Kapolres Buleleng AKBP Ruzi Gusman menjelaskan bahwa tersangka diamankan di kediamannya pada Selasa, 28 Juli 2026. Proses penangkapan berlangsung tanpa perlawanan, dan tersangka disebut bersikap kooperatif selama pemeriksaan oleh penyidik.
Berdasarkan hasil penyelidikan sementara, dugaan tindak pencabulan terhadap korban dilakukan secara berulang hingga empat kali. Meski demikian, pihak kepolisian masih terus mendalami kasus tersebut untuk memastikan apakah terdapat korban lain yang mengalami peristiwa serupa.
Polres Buleleng juga memastikan korban memperoleh perlindungan dan pendampingan selama proses hukum berlangsung. Penanganan dilakukan bersama Pemerintah Kabupaten Buleleng, Balai Pemasyarakatan (Bapas), serta instansi terkait guna memastikan kondisi psikologis korban tetap terjaga selama proses penyidikan.
Sementara itu, Pemerintah Kabupaten Buleleng telah mengusulkan pemberhentian sementara terhadap MGAW dari statusnya sebagai Pegawai Pemerintah dengan Perjanjian Kerja (PPPK) hingga proses hukum berkekuatan hukum tetap atau inkrah. Pemerintah daerah menegaskan akan mengambil langkah lanjutan sesuai ketentuan peraturan perundang-undangan setelah proses peradilan selesai.
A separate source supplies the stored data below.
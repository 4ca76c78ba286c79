use grep::regex::RegexMatcher;
use grep::searcher::{Searcher, Sink, SinkMatch};
use std::error::Error;
use std::path::{Path, PathBuf};
use walkdir::WalkDir;

// Only the crate's own sources are policed; vendored or generated code is not.
const SOURCE_DIRS: [&str; 4] = ["cooling", "src", "tests", "benches"];

/// The coding rules enforced on every source file at build time.
#[derive(Clone, Copy)]
enum Rule {
    UnderscorePrefix,
    ForbiddenWord,
    StarsInComment,
    AllCapsComment,
    AllowDeadCode,
}

impl Rule {
    const ALL: [Rule; 5] = [
        Rule::UnderscorePrefix,
        Rule::ForbiddenWord,
        Rule::StarsInComment,
        Rule::AllCapsComment,
        Rule::AllowDeadCode,
    ];

    fn pattern(self) -> &'static str {
        match self {
            Rule::UnderscorePrefix => r"\b(_[a-zA-Z0-9_]+)\b",
            Rule::ForbiddenWord => {
                r"(//|/\*).*(?:FIXED|CORRECTED|FIX|NEW|CHANGED|CHANGES|CHANGE|MODIFIED|MODIFIES|MODIFY|UPDATED|UPDATES|UPDATE)"
            }
            Rule::StarsInComment => r"(//|/\*).*\*\*",
            Rule::AllCapsComment => r"(//|/\*).*",
            Rule::AllowDeadCode => r"#\s*\[\s*allow\s*\(\s*dead_code\s*\)\s*\]",
        }
    }

    fn explanation(self) -> &'static str {
        match self {
            Rule::UnderscorePrefix => {
                "Underscore-prefixed names are not allowed. Use the binding or remove it."
            }
            Rule::ForbiddenWord => {
                "Comments narrating edits (FIX, NEW, CHANGED, UPDATED, ...) are not allowed. Delete them."
            }
            Rule::StarsInComment => "The '**' pattern is not allowed in regular comments.",
            Rule::AllCapsComment => "Comments written entirely in capitals are not allowed.",
            Rule::AllowDeadCode => {
                "#[allow(dead_code)] is not allowed. Use the code or remove it."
            }
        }
    }

    /// Second-stage filter applied to each line the regex matched.
    fn is_violation(self, line: &str) -> bool {
        let trimmed = line.trim_start();
        match self {
            Rule::UnderscorePrefix => !(trimmed.starts_with("//") || inside_string_literal(line)),
            Rule::ForbiddenWord | Rule::AllowDeadCode => true,
            Rule::StarsInComment => !trimmed.starts_with("///") && !trimmed.starts_with("//!"),
            Rule::AllCapsComment => comment_text(line).is_some_and(|text| {
                let mut letters = text.chars().filter(|c| c.is_alphabetic()).peekable();
                letters.peek().is_some() && letters.all(char::is_uppercase)
            }),
        }
    }
}

fn inside_string_literal(line: &str) -> bool {
    line.split('"')
        .enumerate()
        .any(|(i, part)| i % 2 == 1 && part.contains('_'))
}

fn comment_text(line: &str) -> Option<&str> {
    let trimmed = line.trim_start();
    for marker in ["///", "//!", "//"] {
        if let Some(rest) = trimmed.strip_prefix(marker) {
            return Some(rest.trim());
        }
    }
    let start = line.find("/*")? + 2;
    let body = &line[start..];
    Some(body.find("*/").map_or(body, |end| &body[..end]).trim())
}

struct Violations {
    rule: Rule,
    lines: Vec<String>,
}

impl Sink for Violations {
    type Error = std::io::Error;

    fn matched(&mut self, _: &Searcher, mat: &SinkMatch) -> Result<bool, Self::Error> {
        let line_number = mat.line_number().unwrap_or(0);
        let line_text = std::str::from_utf8(mat.bytes()).unwrap_or("").trim_end();
        if self.rule.is_violation(line_text) {
            self.lines.push(format!("{line_number}:{line_text}"));
        }
        Ok(true)
    }
}

fn source_files() -> Vec<PathBuf> {
    SOURCE_DIRS
        .iter()
        .filter(|dir| Path::new(dir).is_dir())
        .flat_map(|dir| WalkDir::new(dir).into_iter().filter_map(|e| e.ok()))
        .filter(|e| e.path().extension().is_some_and(|ext| ext == "rs"))
        .map(|e| e.into_path())
        .collect()
}

fn check(files: &[PathBuf]) -> Result<(), Box<dyn Error>> {
    let mut searcher = Searcher::new();
    for rule in Rule::ALL {
        let matcher = RegexMatcher::new_line_matcher(rule.pattern())?;
        for path in files {
            let mut violations = Violations {
                rule,
                lines: Vec::new(),
            };
            searcher.search_path(&matcher, path, &mut violations)?;
            if !violations.lines.is_empty() {
                let mut message = format!(
                    "\n❌ ERROR: {} policy violation(s) in {}:\n",
                    violations.lines.len(),
                    path.display()
                );
                for line in &violations.lines {
                    message.push_str(&format!("   {line}\n"));
                }
                message.push_str(&format!("\n⚠️ {}\n", rule.explanation()));
                return Err(message.into());
            }
        }
    }
    Ok(())
}

fn main() {
    println!("cargo:rerun-if-changed=build.rs");
    for dir in SOURCE_DIRS {
        println!("cargo:rerun-if-changed={dir}");
    }

    if let Err(e) = check(&source_files()) {
        eprintln!("{e}");
        std::process::exit(1);
    }
}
Bupati Buleleng I Nyoman Sutjidra menyatakan bahwa dugaan tindak pidana yang melibatkan tenaga pendidik merupakan peristiwa yang sangat memprihatinkan. Pemerintah daerah, kata dia, berkomitmen memberikan pendampingan psikologis kepada korban melalui Dinas Sosial agar proses pemulihan dapat berjalan dengan baik.
Kasus ini terungkap setelah orang tua korban menerima informasi dari kerabat mengenai dugaan pelecehan seksual yang dialami anaknya. Dugaan peristiwa pertama disebut terjadi di ruang Unit Kesehatan Sekolah (UKS) pada Maret 2026. Setelah memperoleh informasi tersebut, keluarga korban segera melaporkan kejadian itu kepada Polres Buleleng.
Saat ini Unit Perlindungan Perempuan dan Anak (PPA) Polres Buleleng masih mengumpulkan keterangan saksi, barang bukti, serta melakukan pendalaman terhadap seluruh rangkaian peristiwa guna mengungkap fakta secara menyeluruh. Polisi juga mengimbau masyarakat yang mengetahui informasi terkait kasus tersebut untuk segera melapor guna membantu proses penyidikan.